**ASSIGNMENT:** Each line from the start of the data below through the one containing "pub solution: Option<[u8;" must be reproduced exactly.
═════ INFORMATION PROVIDED ═════
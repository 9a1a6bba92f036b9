//! Shared test fixtures
//!
//! `FakeDevice` plays the power strip side of the native protocol on a
//! loopback port. It does its own math so tests don't just check the client
//! against itself.

#![allow(dead_code)]

use std::io::{self, Read, Write};
use std::net::{TcpListener, TcpStream};
use std::thread::{self, JoinHandle};

/// Firmware 2.0 codes
pub const ON_V20: u8 = 0x11;
pub const OFF_V20: u8 = 0x22;

/// How the fake device behaves during a session
#[derive(Debug, Clone, Copy, PartialEq, Eq)]
pub enum Behavior {
    /// Complete session
    Full,
    /// Send only half of the task, then hang up
    ShortTask,
    /// Accept the start byte and never answer
    Silent,
    /// Hang up right after receiving the solution
    CloseAfterSolution,
}

/// What the client sent during one session
#[derive(Debug, Clone, Default)]
pub struct Exchange {
    pub start: Option<u8>,
    pub solution: Option<[u8; 4]>,
    pub control: Option<[u8; 4]>,
}

pub struct FakeDevice {
    pub port: u16,
    handle: JoinHandle<Vec<Exchange>>,
}

impl FakeDevice {
    /// Serve `sessions` sessions with the given task and password
    ///
    /// `codes` are the plain per-socket status codes in wire order
    /// (socket 4 first); they persist across sessions.
    pub fn spawn(
        task: [u8; 4],
        password: &str,
        codes: [u8; 4],
        behavior: Behavior,
        sessions: usize,
    ) -> Self {
        let listener = TcpListener::bind("127.0.0.1:0").unwrap();
        let port = listener.local_addr().unwrap().port();
        let key = device_key(password);

        let handle = thread::spawn(move || {
            let mut codes = codes;
            let mut exchanges = Vec::new();
            for _ in 0..sessions {
                let (stream, _) = listener.accept().unwrap();
                let mut exchange = Exchange::default();
                let _ = serve(stream, task, &key, &mut codes, behavior, &mut exchange);
                exchanges.push(exchange);
            }
            exchanges
        });

        Self { port, handle }
    }

    /// Wait for the device thread and return what the client sent
    pub fn finish(self) -> Vec<Exchange> {
        self.handle.join().unwrap()
    }
}

fn serve(
    mut stream: TcpStream,
    task: [u8; 4],
    key: &[u8; 8],
    codes: &mut [u8; 4],
    behavior: Behavior,
    exchange: &mut Exchange,
) -> io::Result<()> {
    let mut start = [0u8; 1];
    stream.read_exact(&mut start)?;
    exchange.start = Some(start[0]);

    match behavior {
        Behavior::ShortTask => {
            stream.write_all(&task[..2])?;
            return Ok(());
        }
        Behavior::Silent => {
            let mut sink = Vec::new();
            stream.read_to_end(&mut sink)?;
            return Ok(());
        }
        _ => {}
    }

    stream.write_all(&task)?;

    let mut solution = [0u8; 4];
    stream.read_exact(&mut solution)?;
    exchange.solution = Some(solution);

    if behavior == Behavior::CloseAfterSolution {
        return Ok(());
    }

    stream.write_all(&codes.map(|c| device_encode(c, &task, key)))?;

    let mut control = [0u8; 4];
    stream.read_exact(&mut control)?;
    exchange.control = Some(control);

    for (code, byte) in codes.iter_mut().zip(control) {
        match device_decode(byte, &task, key) {
            0x01 => *code = ON_V20,
            0x02 => *code = OFF_V20,
            _ => {}
        }
    }

    stream.write_all(&codes.map(|c| device_encode(c, &task, key)))?;
    Ok(())
}

pub fn device_key(password: &str) -> [u8; 8] {
    let mut key = [b' '; 8];
    key[..password.len()].copy_from_slice(password.as_bytes());
    key
}

pub fn device_encode(code: u8, task: &[u8; 4], key: &[u8; 8]) -> u8 {
    (((code ^ task[2]).wrapping_add(task[3])) ^ key[0]).wrapping_add(key[1])
}

pub fn device_decode(byte: u8, task: &[u8; 4], key: &[u8; 8]) -> u8 {
    (((byte.wrapping_sub(key[1])) ^ key[0]).wrapping_sub(task[3])) ^ task[2]
}

/// A loopback port with nothing listening on it
pub fn closed_port() -> u16 {
    let listener = TcpListener::bind("127.0.0.1:0").unwrap();
    listener.local_addr().unwrap().port()
}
═════
**RESPONSE TO THE TASK:**
repository 9a1a6bba92f036b9
//! Shared test fixtures
//!
//! `FakeDevice` plays the power strip side of the native protocol on a
//! loopback port. It does its own math so tests don't just check the client
//! against itself.

#![allow(dead_code)]

use std::io::{self, Read, Write};
use std::net::{TcpListener, TcpStream};
use std::thread::{self, JoinHandle};

/// Firmware 2.0 codes
pub const ON_V20: u8 = 0x11;
pub const OFF_V20: u8 = 0x22;

/// How the fake device behaves during a session
#[derive(Debug, Clone, Copy, PartialEq, Eq)]
pub enum Behavior {
    /// Complete session
    Full,
    /// Send only half of the task, then hang up
    ShortTask,
    /// Accept the start byte and never answer
    Silent,
    /// Hang up right after receiving the solution
    CloseAfterSolution,
}

/// What the client sent during one session
#[derive(Debug, Clone, Default)]
pub struct Exchange {
    pub start: Option<u8>,
    pub solution: Option<[u8; 4]>,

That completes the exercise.